[Saved data entries]
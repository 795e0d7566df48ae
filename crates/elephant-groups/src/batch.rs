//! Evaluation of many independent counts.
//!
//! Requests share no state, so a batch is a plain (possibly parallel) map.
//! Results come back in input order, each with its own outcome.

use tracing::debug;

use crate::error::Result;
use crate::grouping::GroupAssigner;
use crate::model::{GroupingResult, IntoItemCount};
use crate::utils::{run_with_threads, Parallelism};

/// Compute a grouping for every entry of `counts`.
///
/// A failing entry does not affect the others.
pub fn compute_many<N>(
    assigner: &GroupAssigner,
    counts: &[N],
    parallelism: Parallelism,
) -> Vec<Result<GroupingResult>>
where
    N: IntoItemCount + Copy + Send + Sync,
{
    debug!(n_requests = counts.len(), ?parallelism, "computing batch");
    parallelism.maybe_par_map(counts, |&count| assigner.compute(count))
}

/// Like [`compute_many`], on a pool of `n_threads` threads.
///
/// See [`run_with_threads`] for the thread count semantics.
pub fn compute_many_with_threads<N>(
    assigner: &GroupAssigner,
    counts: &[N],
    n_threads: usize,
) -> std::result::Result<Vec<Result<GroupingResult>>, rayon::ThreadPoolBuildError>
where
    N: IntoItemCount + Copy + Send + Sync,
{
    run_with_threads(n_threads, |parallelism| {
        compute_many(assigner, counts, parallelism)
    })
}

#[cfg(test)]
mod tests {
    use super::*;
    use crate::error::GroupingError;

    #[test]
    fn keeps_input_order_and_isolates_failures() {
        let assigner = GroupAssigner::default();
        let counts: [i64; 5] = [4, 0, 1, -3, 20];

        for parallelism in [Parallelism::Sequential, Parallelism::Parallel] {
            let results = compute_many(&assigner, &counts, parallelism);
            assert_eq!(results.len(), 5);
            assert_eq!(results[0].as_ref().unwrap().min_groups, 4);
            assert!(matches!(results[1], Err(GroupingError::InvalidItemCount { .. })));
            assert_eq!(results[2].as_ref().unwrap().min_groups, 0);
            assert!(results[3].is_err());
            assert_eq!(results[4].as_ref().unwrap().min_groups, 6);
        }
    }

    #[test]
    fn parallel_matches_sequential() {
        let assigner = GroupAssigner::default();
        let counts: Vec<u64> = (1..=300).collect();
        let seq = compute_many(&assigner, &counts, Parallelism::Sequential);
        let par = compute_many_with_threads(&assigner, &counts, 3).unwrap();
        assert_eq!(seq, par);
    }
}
---
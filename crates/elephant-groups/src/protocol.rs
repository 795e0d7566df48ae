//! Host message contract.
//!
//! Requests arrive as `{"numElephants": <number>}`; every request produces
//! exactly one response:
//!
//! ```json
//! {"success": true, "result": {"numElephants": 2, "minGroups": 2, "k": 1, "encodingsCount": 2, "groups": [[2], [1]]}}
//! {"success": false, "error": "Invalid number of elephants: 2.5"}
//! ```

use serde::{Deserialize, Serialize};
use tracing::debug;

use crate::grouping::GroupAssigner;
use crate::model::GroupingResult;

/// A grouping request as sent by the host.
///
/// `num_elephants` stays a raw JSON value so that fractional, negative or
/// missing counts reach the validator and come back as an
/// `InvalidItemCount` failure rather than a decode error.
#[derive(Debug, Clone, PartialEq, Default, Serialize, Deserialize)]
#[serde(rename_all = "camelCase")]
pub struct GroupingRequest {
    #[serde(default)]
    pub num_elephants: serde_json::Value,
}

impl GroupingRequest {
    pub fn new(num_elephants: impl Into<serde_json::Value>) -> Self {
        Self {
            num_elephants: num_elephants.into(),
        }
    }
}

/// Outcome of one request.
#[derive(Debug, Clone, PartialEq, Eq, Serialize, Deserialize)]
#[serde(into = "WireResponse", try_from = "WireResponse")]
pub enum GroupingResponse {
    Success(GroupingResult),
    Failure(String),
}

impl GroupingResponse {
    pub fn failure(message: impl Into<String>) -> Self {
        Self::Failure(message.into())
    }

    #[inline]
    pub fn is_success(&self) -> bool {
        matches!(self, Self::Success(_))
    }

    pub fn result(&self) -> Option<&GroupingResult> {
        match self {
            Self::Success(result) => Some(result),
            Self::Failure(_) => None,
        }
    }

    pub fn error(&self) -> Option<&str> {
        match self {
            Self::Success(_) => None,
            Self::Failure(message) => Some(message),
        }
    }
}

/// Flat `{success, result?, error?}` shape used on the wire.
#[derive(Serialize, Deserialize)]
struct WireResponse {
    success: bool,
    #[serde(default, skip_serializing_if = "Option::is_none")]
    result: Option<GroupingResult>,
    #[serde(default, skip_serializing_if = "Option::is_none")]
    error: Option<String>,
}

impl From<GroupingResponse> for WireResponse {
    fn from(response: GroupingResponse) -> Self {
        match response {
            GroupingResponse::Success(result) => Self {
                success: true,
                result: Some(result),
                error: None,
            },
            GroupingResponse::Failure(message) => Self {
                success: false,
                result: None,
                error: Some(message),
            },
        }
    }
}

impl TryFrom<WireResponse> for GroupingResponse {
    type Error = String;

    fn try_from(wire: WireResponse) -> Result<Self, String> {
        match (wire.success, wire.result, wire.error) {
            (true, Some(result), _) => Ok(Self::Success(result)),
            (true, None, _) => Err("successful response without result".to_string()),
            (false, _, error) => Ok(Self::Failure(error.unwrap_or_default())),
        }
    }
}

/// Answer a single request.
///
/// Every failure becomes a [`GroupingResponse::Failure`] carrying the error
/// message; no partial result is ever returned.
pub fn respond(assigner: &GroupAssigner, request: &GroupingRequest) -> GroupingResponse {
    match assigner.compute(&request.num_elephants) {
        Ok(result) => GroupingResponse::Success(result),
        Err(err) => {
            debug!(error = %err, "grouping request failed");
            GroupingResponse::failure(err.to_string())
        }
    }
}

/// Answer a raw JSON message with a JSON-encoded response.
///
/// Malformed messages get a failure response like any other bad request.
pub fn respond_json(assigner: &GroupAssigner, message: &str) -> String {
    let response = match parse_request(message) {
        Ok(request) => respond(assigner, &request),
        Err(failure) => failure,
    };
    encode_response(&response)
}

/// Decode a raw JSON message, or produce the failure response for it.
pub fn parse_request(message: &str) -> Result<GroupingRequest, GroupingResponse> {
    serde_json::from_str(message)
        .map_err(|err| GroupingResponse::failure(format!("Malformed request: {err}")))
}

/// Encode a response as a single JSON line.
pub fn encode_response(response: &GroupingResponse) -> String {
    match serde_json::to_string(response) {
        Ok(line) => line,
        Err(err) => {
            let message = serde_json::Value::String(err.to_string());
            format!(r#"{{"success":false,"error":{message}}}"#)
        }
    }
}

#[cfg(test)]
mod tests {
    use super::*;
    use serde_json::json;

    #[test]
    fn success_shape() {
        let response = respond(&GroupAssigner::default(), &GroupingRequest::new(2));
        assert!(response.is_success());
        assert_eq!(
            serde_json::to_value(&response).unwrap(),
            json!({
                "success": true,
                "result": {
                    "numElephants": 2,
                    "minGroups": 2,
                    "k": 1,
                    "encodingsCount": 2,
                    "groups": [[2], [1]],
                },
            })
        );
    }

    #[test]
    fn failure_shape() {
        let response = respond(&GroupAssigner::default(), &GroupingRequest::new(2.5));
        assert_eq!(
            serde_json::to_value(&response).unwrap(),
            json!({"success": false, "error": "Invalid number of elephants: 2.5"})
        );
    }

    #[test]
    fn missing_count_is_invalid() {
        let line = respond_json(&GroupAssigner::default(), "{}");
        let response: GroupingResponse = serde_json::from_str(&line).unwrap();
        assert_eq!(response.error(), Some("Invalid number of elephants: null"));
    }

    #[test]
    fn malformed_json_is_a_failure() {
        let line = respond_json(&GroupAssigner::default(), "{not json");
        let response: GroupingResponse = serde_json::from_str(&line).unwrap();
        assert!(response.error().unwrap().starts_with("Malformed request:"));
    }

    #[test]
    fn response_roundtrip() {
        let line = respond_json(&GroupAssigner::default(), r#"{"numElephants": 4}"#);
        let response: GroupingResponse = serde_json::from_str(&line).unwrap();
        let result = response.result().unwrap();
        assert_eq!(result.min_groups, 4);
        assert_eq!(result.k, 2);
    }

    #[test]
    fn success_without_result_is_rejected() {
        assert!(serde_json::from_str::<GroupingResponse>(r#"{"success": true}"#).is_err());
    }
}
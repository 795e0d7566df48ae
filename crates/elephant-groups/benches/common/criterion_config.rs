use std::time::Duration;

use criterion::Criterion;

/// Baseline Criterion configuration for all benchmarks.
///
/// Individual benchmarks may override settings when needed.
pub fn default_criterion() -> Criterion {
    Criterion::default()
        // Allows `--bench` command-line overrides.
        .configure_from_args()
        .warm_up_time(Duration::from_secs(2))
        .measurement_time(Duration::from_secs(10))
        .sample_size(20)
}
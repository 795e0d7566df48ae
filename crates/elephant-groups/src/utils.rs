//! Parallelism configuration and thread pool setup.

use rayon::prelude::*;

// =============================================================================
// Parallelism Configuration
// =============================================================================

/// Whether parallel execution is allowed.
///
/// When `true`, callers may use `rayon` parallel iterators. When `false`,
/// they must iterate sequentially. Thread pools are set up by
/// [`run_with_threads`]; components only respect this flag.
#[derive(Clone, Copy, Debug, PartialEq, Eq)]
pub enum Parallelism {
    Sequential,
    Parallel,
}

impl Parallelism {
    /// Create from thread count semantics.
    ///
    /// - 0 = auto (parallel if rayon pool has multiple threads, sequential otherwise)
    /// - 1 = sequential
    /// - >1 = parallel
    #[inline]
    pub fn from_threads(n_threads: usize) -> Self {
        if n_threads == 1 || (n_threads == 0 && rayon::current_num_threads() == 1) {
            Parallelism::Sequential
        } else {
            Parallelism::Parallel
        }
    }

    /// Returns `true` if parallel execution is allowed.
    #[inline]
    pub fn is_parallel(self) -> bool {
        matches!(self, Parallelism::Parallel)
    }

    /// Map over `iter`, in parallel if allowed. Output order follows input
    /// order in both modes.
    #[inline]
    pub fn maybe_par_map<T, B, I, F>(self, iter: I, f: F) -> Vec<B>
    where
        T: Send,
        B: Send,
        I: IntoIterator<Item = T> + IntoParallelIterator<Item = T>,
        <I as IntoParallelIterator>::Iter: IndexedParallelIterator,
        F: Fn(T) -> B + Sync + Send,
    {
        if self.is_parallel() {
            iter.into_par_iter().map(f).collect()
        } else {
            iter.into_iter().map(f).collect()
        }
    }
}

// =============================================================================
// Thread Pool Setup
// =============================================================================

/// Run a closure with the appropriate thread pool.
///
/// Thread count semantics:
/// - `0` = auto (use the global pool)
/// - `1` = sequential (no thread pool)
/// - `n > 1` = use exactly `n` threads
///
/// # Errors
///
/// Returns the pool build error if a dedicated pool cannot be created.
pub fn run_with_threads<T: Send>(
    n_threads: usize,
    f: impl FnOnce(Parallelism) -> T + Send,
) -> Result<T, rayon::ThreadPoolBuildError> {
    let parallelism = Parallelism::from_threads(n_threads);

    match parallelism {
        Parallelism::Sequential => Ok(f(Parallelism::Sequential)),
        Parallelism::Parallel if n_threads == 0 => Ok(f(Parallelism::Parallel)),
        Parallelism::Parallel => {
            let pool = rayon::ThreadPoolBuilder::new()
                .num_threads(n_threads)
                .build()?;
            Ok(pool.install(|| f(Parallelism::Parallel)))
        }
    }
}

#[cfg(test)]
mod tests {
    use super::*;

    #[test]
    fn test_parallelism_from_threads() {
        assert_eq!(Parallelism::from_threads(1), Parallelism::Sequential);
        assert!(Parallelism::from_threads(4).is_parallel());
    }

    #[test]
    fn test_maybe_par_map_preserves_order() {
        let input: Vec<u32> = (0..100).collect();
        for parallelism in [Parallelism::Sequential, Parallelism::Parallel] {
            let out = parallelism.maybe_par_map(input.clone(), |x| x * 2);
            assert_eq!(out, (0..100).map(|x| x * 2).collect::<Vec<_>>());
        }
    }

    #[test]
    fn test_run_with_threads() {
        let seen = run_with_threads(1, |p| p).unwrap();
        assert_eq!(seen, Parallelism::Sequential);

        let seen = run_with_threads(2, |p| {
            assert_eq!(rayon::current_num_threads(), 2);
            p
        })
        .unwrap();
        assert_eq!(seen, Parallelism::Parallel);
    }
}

**What you need to do**
If a line in the entries includes the word "true", copy that line out.

**Exercise output**
//! {"success": true, "result": {"numElephants": 2, "minGroups": 2, "k": 1, "encodingsCount": 2, "groups": [[2], [1]]}}
                success: true,
            (true, Some(result), _) => Ok(Self::Success(result)),
            (true, None, _) => Err("successful response without result".to_string()),
                "success": true,
        assert!(serde_json::from_str::<GroupingResponse>(r#"{"success": true}"#).is_err());
/// When `true`, callers may use `rayon` parallel iterators. When `false`,
    /// Returns `true` if parallel execution is allowed.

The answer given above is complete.